Moran’s firm is part of the consortium representing the plaintiffs in Shah, the lithium ion battery case, and is hoping Ontario’s Court of Appeal follows the example of its B.C. counterpart once it has heard arguments in the case next month.
In his original 2015 decision in the case, Perell certified the class action, but he excluded the claims of umbrella purchasers. The Divisional Court upheld the decision, agreeing that they had no reasonable cause of action due to the “indeterminate and uncircumscribed” lability to which their inclusion would expose the defendants.
“Adding in the Umbrella Purchasers greatly expands the members of the class, and does so by adding persons with whom the respondents had no dealings,” wrote Ontario Superior Court Justice Ian Nordheimer on behalf of his Divisional Court colleagues. “Indeed, if the Umbrella Purchasers are included in the class, it is not clear how the respondents would even know how many such purchasers they might be found liable to.”
In Godfrey, B.C.’s appeal court considered an alleged conspiracy among the manufacturers of optical disc drives and products containing them that resulted in higher prices between 2004 and 2010. Writing for himself and two colleagues on the bench, B.C. Appeal Court Justice John Savage said that he was convinced the language of s. 36 of the Competition Act is capable of allowing umbrella claims.
“I acknowledge there is a tension between, on the one hand, concerns over what some may view as a very broad scope of liability resulting in unfairness to defendants accused of price-fixing and, on the other hand, the need to give effect to the objectives sought by the Competition Act such as compensation, deterrence, and behaviour modification,” Savage added. “To the extent that such a tension arises in the present context, however, I am convinced it must be resolved in favour of the latter policy objective.”

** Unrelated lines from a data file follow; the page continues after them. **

use std::collections::BTreeMap;

use serde::{Deserialize, Serialize};

use super::model::RawSpectrum;
use crate::error::{ReadingFault, Result};
use crate::fit::{FitObserver, FitReport, SpectrumFitter};

// ---------------------------------------------------------------------------
// Foil experiment
// ---------------------------------------------------------------------------

/// Processed activation-foil results.
pub trait FoilExperiment {
    /// Per-atom saturation activities in foil channel order, as measured
    /// at the foil experiment's nominal power.
    fn saturation_activities(&self) -> Result<Vec<f64>>;
}

#[derive(Debug, Clone, PartialEq, Serialize, Deserialize)]
pub struct TabulatedFoilData {
    pub activities: Vec<f64>,
}

impl FoilExperiment for TabulatedFoilData {
    fn saturation_activities(&self) -> Result<Vec<f64>> {
        Ok(self.activities.clone())
    }
}

// ---------------------------------------------------------------------------
// Sphere experiment
// ---------------------------------------------------------------------------

pub type SphereReading = std::result::Result<FitReport, ReadingFault>;

/// Bonner-sphere measurements turned into calibrated rates by fitting.
pub trait SphereExperiment {
    /// One reading per requested size, in the order given.
    fn calibrated_rates(
        &self,
        sizes: &[u8],
        fitter: &SpectrumFitter,
        observer: &mut dyn FitObserver,
    ) -> Vec<SphereReading>;
}

/// Raw spectra keyed by sphere diameter (inches).
#[derive(Debug, Clone, Default, PartialEq)]
pub struct SphereSpectra {
    spectra: BTreeMap<u8, RawSpectrum>,
}

impl SphereSpectra {
    pub fn new(spectra: BTreeMap<u8, RawSpectrum>) -> Self {
        Self { spectra }
    }

    pub fn insert(&mut self, size: u8, spectrum: RawSpectrum) {
        self.spectra.insert(size, spectrum);
    }

    pub fn get(&self, size: u8) -> Option<&RawSpectrum> {
        self.spectra.get(&size)
    }

    pub fn len(&self) -> usize {
        self.spectra.len()
    }

    pub fn is_empty(&self) -> bool {
        self.spectra.is_empty()
    }

    pub fn iter(&self) -> impl Iterator<Item = (u8, &RawSpectrum)> {
        self.spectra.iter().map(|(size, s)| (*size, s))
    }
}

impl SphereExperiment for SphereSpectra {
    fn calibrated_rates(
        &self,
        sizes: &[u8],
        fitter: &SpectrumFitter,
        observer: &mut dyn FitObserver,
    ) -> Vec<SphereReading> {
        sizes
            .iter()
            .map(|&size| {
                let detector = format!("bs{size}-1");
                let spectrum = self.spectra.get(&size).ok_or(ReadingFault::Missing)?;
                let report = fitter.fit(&detector, spectrum, observer)?;
                Ok(report)
            })
            .collect()
    }
}
/// Spectrum fitter: raw sphere spectrum → calibrated count rate.
///
/// ```text
///   RawSpectrum (counts, live time)
///        │  window [lld, upper_cutoff)
///        ▼
///   ┌────────────┐
///   │ levenberg  │  least squares of a·exp(−b·x) + c·N(x; e, d)
///   └────────────┘
///        │
///        ▼
///   FitReport (params, rate = c / live time)
/// ```
pub mod levenberg;
pub mod model;
pub mod observer;

use serde::{Deserialize, Serialize};
use thiserror::Error;

use crate::data::model::RawSpectrum;
use crate::error::{Result, UnfoldError};

use levenberg::{LmError, LmSettings};
pub use model::{PeakModel, PeakParams};
pub use observer::{CsvObserver, FitObserver, LogObserver, NoopObserver};

// ---------------------------------------------------------------------------
// FitConfig
// ---------------------------------------------------------------------------

#[derive(Debug, Clone, PartialEq, Serialize, Deserialize)]
#[serde(default)]
pub struct FitConfig {
    /// Lower-level discriminator: first channel included in the fit.
    pub lld: usize,
    /// First channel excluded from the fit.
    pub upper_cutoff: usize,
    /// Starting point; `e` counts channels from the discriminator.
    pub initial_guess: PeakParams,
    pub max_iterations: usize,
}

impl Default for FitConfig {
    fn default() -> Self {
        Self {
            lld: 400,
            upper_cutoff: 1900,
            initial_guess: PeakParams::default(),
            max_iterations: 500,
        }
    }
}

impl FitConfig {
    pub fn validate(&self) -> Result<()> {
        if self.lld >= self.upper_cutoff {
            return Err(UnfoldError::Configuration(format!(
                "fit window is empty: lld {} >= upper cutoff {}",
                self.lld, self.upper_cutoff
            )));
        }
        if !self.initial_guess.is_finite() || self.initial_guess.d == 0.0 {
            return Err(UnfoldError::Configuration(format!(
                "invalid fit initial guess {:?}",
                self.initial_guess
            )));
        }
        if self.max_iterations == 0 {
            return Err(UnfoldError::Configuration(
                "fit max_iterations must be positive".into(),
            ));
        }
        Ok(())
    }
}

// ---------------------------------------------------------------------------
// FitFailure
// ---------------------------------------------------------------------------

/// Why a spectrum could not be turned into a rate.
#[derive(Error, Debug, Clone, PartialEq)]
pub enum FitFailure {
    #[error("fit window [{lld}, {cutoff}) holds {channels} channels, fewer than the 5 parameters")]
    WindowTooSmall {
        lld: usize,
        cutoff: usize,
        channels: usize,
    },
    #[error("live time must be positive, got {0}")]
    BadLiveTime(f64),
    #[error("model is not finite at the initial guess")]
    NonFiniteStart,
    #[error("no improving step after {iterations} iterations (cost {cost:.4e})")]
    Stalled { iterations: usize, cost: f64 },
    #[error("did not converge within {iterations} iterations (cost {cost:.4e})")]
    DidNotConverge { iterations: usize, cost: f64 },
    #[error("fitted parameters are not finite")]
    NonFiniteParams,
    #[error("negative peak area {0:.4e}")]
    NegativeArea(f64),
    #[error("degenerate peak width {0:.4e}")]
    DegenerateWidth(f64),
}

impl From<LmError> for FitFailure {
    fn from(err: LmError) -> Self {
        match err {
            LmError::NonFiniteStart => FitFailure::NonFiniteStart,
            LmError::Stalled { iterations, cost } => FitFailure::Stalled { iterations, cost },
            LmError::MaxIterations { iterations, cost } => {
                FitFailure::DidNotConverge { iterations, cost }
            }
        }
    }
}

// ---------------------------------------------------------------------------
// FitReport
// ---------------------------------------------------------------------------

#[derive(Debug, Clone, PartialEq, Serialize)]
pub struct FitReport {
    pub params: PeakParams,
    /// Peak area per unit live time.
    pub rate: f64,
    /// Sum of squared residuals over the window.
    pub cost: f64,
    pub iterations: usize,
    pub channels: usize,
}

// ---------------------------------------------------------------------------
// SpectrumFitter
// ---------------------------------------------------------------------------

#[derive(Debug, Clone, PartialEq)]
pub struct SpectrumFitter {
    config: FitConfig,
}

impl SpectrumFitter {
    pub fn new(config: FitConfig) -> Self {
        Self { config }
    }

    pub fn config(&self) -> &FitConfig {
        &self.config
    }

    /// Fit one raw spectrum and report its calibrated rate.
    pub fn fit(
        &self,
        detector: &str,
        spectrum: &RawSpectrum,
        observer: &mut dyn FitObserver,
    ) -> std::result::Result<FitReport, FitFailure> {
        let counts: Vec<f64> = spectrum.counts.iter().map(|&c| c as f64).collect();
        self.fit_counts_observed(detector, &counts, spectrum.live_time, observer)
    }

    /// Fit a full spectrum given as real-valued counts.
    pub fn fit_counts(
        &self,
        counts: &[f64],
        live_time: f64,
    ) -> std::result::Result<FitReport, FitFailure> {
        self.fit_counts_observed("spectrum", counts, live_time, &mut NoopObserver)
    }

    fn fit_counts_observed(
        &self,
        detector: &str,
        counts: &[f64],
        live_time: f64,
        observer: &mut dyn FitObserver,
    ) -> std::result::Result<FitReport, FitFailure> {
        if !live_time.is_finite() || live_time <= 0.0 {
            return Err(FitFailure::BadLiveTime(live_time));
        }
        let cutoff = self.config.upper_cutoff.min(counts.len());
        let window = counts.get(self.config.lld..cutoff).unwrap_or(&[]);
        if window.len() < 5 {
            return Err(FitFailure::WindowTooSmall {
                lld: self.config.lld,
                cutoff,
                channels: window.len(),
            });
        }
        let xs: Vec<f64> = (0..window.len()).map(|i| i as f64).collect();

        let settings = LmSettings {
            max_iterations: self.config.max_iterations,
            ..LmSettings::default()
        };
        let solution = levenberg::minimize(
            &PeakModel,
            &xs,
            window,
            self.config.initial_guess.to_array(),
            &settings,
        )?;
        let params = PeakParams::from_array(solution.params);

        let fitted: Vec<f64> = xs.iter().map(|&x| params.eval(x)).collect();
        observer.observe(detector, self.config.lld, window, &fitted);

        if !params.is_finite() {
            return Err(FitFailure::NonFiniteParams);
        }
        if params.c < 0.0 {
            return Err(FitFailure::NegativeArea(params.c));
        }
        if params.d.abs() < f64::EPSILON {
            return Err(FitFailure::DegenerateWidth(params.d));
        }

        log::debug!(
            "{detector}: peak area {:.4e} at channel {:.1} (sigma {:.2}), {} iterations",
            params.c,
            params.e + self.config.lld as f64,
            params.d.abs(),
            solution.iterations
        );

        Ok(FitReport {
            params: PeakParams {
                d: params.d.abs(),
                ..params
            },
            rate: params.c / live_time,
            cost: solution.cost,
            iterations: solution.iterations,
            channels: window.len(),
        })
    }
}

From an international point of view, Paul-Erik Veel, a partner at Toronto litigation boutique Lenczner Slaght Royce Smith Griffin LLP, says the B.C. line of jurisprudence fits with the European approach to umbrella purchasers, while Ontario’s more restrictive view is reflected in the U.S., where similar claims are increasingly failing at trial.
He says he would rather see umbrella claims blocked, but he adds he would appreciate a Supreme Court ruling on the issue.

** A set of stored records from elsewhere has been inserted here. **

use std::fmt;
use std::str::FromStr;

use serde::{Deserialize, Serialize};

use crate::detector::DetectorLayout;
use crate::error::{Result, UnfoldError};
use crate::fit::FitConfig;

// ---------------------------------------------------------------------------
// DataSource – which experiments feed a run
// ---------------------------------------------------------------------------

#[derive(Debug, Clone, Copy, PartialEq, Eq, Hash, Serialize, Deserialize)]
#[serde(rename_all = "lowercase")]
pub enum DataSource {
    /// Activation foil channels only.
    Foil,
    /// Bonner spheres only.
    Sphere,
    /// Foils followed by spheres.
    Combined,
}

impl FromStr for DataSource {
    type Err = UnfoldError;

    /// Accepts `foil`, `sphere`, `combined` and the short names
    /// `ft_au`, `bs`, `all`.
    fn from_str(s: &str) -> Result<Self> {
        match s.trim().to_ascii_lowercase().as_str() {
            "foil" | "ft_au" => Ok(DataSource::Foil),
            "sphere" | "bs" => Ok(DataSource::Sphere),
            "combined" | "all" => Ok(DataSource::Combined),
            other => Err(UnfoldError::InputValidation(format!(
                "data_source must be 'foil', 'sphere' or 'combined', got '{other}'"
            ))),
        }
    }
}

impl fmt::Display for DataSource {
    fn fmt(&self, f: &mut fmt::Formatter<'_>) -> fmt::Result {
        let name = match self {
            DataSource::Foil => "foil",
            DataSource::Sphere => "sphere",
            DataSource::Combined => "combined",
        };
        f.write_str(name)
    }
}

// ---------------------------------------------------------------------------
// UnfoldMethod
// ---------------------------------------------------------------------------

#[derive(Debug, Clone, Copy, PartialEq, Eq, Serialize, Deserialize)]
pub enum UnfoldMethod {
    Gravel,
    Mlem,
}

impl FromStr for UnfoldMethod {
    type Err = UnfoldError;

    fn from_str(s: &str) -> Result<Self> {
        match s.trim().to_ascii_lowercase().as_str() {
            "gravel" => Ok(UnfoldMethod::Gravel),
            "mlem" => Ok(UnfoldMethod::Mlem),
            other => Err(UnfoldError::InputValidation(format!(
                "unknown unfolding method '{other}' (expected 'Gravel' or 'MLEM')"
            ))),
        }
    }
}

impl fmt::Display for UnfoldMethod {
    fn fmt(&self, f: &mut fmt::Formatter<'_>) -> fmt::Result {
        match self {
            UnfoldMethod::Gravel => f.write_str("Gravel"),
            UnfoldMethod::Mlem => f.write_str("MLEM"),
        }
    }
}

// ---------------------------------------------------------------------------
// SolverParams
// ---------------------------------------------------------------------------

/// Numeric parameters of the iterative solver.
#[derive(Debug, Clone, Copy, PartialEq, Serialize, Deserialize)]
pub struct SolverParams {
    /// Largest relative per-bin change that counts as converged.
    /// Zero runs exactly `max_iterations` iterations.
    #[serde(alias = "tol")]
    pub tolerance: f64,
    #[serde(alias = "max_iter")]
    pub max_iterations: usize,
}

impl Default for SolverParams {
    fn default() -> Self {
        Self {
            tolerance: 0.0,
            max_iterations: 100,
        }
    }
}

impl SolverParams {
    pub fn validate(&self) -> Result<()> {
        if !self.tolerance.is_finite() || self.tolerance < 0.0 {
            return Err(UnfoldError::InputValidation(format!(
                "tolerance must be a finite value >= 0, got {}",
                self.tolerance
            )));
        }
        if self.max_iterations == 0 {
            return Err(UnfoldError::InputValidation(
                "max_iterations must be positive".into(),
            ));
        }
        Ok(())
    }

    /// Whether the solver runs a fixed number of iterations.
    pub fn fixed_iterations(&self) -> bool {
        self.tolerance == 0.0
    }
}

// ---------------------------------------------------------------------------
// UncertaintyModel
// ---------------------------------------------------------------------------

/// How the measurement uncertainty vector is derived.
#[derive(Debug, Clone, PartialEq, Serialize, Deserialize)]
#[serde(tag = "model", rename_all = "snake_case")]
pub enum UncertaintyModel {
    /// `sigma_i = fraction * N_i` for every detector.
    Fractional { fraction: f64 },
    /// Explicit per-detector standard deviations, in detector order.
    Absolute { sigma: Vec<f64> },
}

impl Default for UncertaintyModel {
    fn default() -> Self {
        UncertaintyModel::Fractional { fraction: 0.05 }
    }
}

impl UncertaintyModel {
    pub fn validate(&self) -> Result<()> {
        match self {
            UncertaintyModel::Fractional { fraction } => {
                if !fraction.is_finite() || *fraction <= 0.0 {
                    return Err(UnfoldError::InputValidation(format!(
                        "uncertainty fraction must be positive, got {fraction}"
                    )));
                }
            }
            UncertaintyModel::Absolute { sigma } => {
                if let Some(bad) = sigma.iter().find(|s| !s.is_finite() || **s <= 0.0) {
                    return Err(UnfoldError::InputValidation(format!(
                        "uncertainties must be positive, got {bad}"
                    )));
                }
            }
        }
        Ok(())
    }

    /// Uncertainty vector parallel to `measurements`.
    pub fn sigma(&self, measurements: &[f64]) -> Result<Vec<f64>> {
        match self {
            UncertaintyModel::Fractional { fraction } => {
                Ok(measurements.iter().map(|n| fraction * n).collect())
            }
            UncertaintyModel::Absolute { sigma } => {
                if sigma.len() != measurements.len() {
                    return Err(UnfoldError::shape(
                        "uncertainty vector",
                        measurements.len(),
                        sigma.len(),
                    ));
                }
                Ok(sigma.clone())
            }
        }
    }
}

// ---------------------------------------------------------------------------
// RunConfig – one requested unfolding
// ---------------------------------------------------------------------------

/// One named unfolding as written in a batch file. Strings are kept raw
/// and checked by [`RunConfig::validate`] before any numeric work.
#[derive(Debug, Clone, PartialEq, Serialize, Deserialize)]
pub struct RunConfig {
    pub name: String,
    pub data_source: String,
    /// Reactor power in kW thermal.
    pub power_level: f64,
    pub method: String,
    #[serde(default)]
    pub params: SolverParams,
    #[serde(default)]
    pub uncertainty: UncertaintyModel,
}

/// A [`RunConfig`] whose fields have been parsed and range-checked.
#[derive(Debug, Clone, PartialEq)]
pub struct ValidatedRun {
    pub name: String,
    pub data_source: DataSource,
    pub power_level: f64,
    pub method: UnfoldMethod,
    pub params: SolverParams,
    pub uncertainty: UncertaintyModel,
}

impl RunConfig {
    pub fn new(
        name: impl Into<String>,
        data_source: impl Into<String>,
        power_level: f64,
        method: impl Into<String>,
        params: SolverParams,
    ) -> Self {
        Self {
            name: name.into(),
            data_source: data_source.into(),
            power_level,
            method: method.into(),
            params,
            uncertainty: UncertaintyModel::default(),
        }
    }

    pub fn validate(&self) -> Result<ValidatedRun> {
        let data_source: DataSource = self.data_source.parse()?;
        let method: UnfoldMethod = self.method.parse()?;
        if !self.power_level.is_finite() || self.power_level <= 0.0 {
            return Err(UnfoldError::InputValidation(format!(
                "power_level must be positive, got {}",
                self.power_level
            )));
        }
        self.params.validate()?;
        self.uncertainty.validate()?;
        Ok(ValidatedRun {
            name: self.name.clone(),
            data_source,
            power_level: self.power_level,
            method,
            params: self.params,
            uncertainty: self.uncertainty.clone(),
        })
    }
}

// ---------------------------------------------------------------------------
// ExperimentConstants – fixed facts about the experiments
// ---------------------------------------------------------------------------

/// Experiment-wide constants, passed explicitly to each component.
#[derive(Debug, Clone, PartialEq, Serialize, Deserialize)]
#[serde(default)]
pub struct ExperimentConstants {
    /// Power (kW thermal) the foil activities were measured at.
    pub foil_nominal_power_kw: f64,
    /// Power (kW thermal) the sphere spectra were measured at.
    pub sphere_nominal_power_kw: f64,
    pub layout: DetectorLayout,
    pub fit: FitConfig,
    /// Particle queried from the flux lookup.
    pub particle: String,
    /// Leading angular groups left out of the default spectrum (group 0
    /// is the cosine-summed total).
    pub skip_angular_groups: usize,
    /// Leading energy groups left out of the default spectrum.
    pub skip_energy_groups: usize,
    /// Index along the quantity axis holding the flux value.
    pub flux_quantity: usize,
}

impl Default for ExperimentConstants {
    fn default() -> Self {
        Self {
            foil_nominal_power_kw: 1e5,
            sphere_nominal_power_kw: 1e3,
            layout: DetectorLayout::default(),
            fit: FitConfig::default(),
            particle: "n".to_string(),
            skip_angular_groups: 1,
            skip_energy_groups: 1,
            flux_quantity: 0,
        }
    }
}

impl ExperimentConstants {
    pub fn validate(&self) -> Result<()> {
        for (what, p) in [
            ("foil nominal power", self.foil_nominal_power_kw),
            ("sphere nominal power", self.sphere_nominal_power_kw),
        ] {
            if !p.is_finite() || p <= 0.0 {
                return Err(UnfoldError::Configuration(format!(
                    "{what} must be positive, got {p}"
                )));
            }
        }
        self.fit.validate()
    }
}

“It’s unusual with these types of cases to see such a stark and clear divergence between courts of different provinces,” Veel says. “Although I’m sympathetic to the very valid policy goals of the Competition Act, in my view, umbrella purchasers are a bridge too far.
“Competition class actions are already unwieldy and cumbersome enough and will become substantially more so with the addition of umbrella purchasers without much benefit to consumers ultimately,” he adds.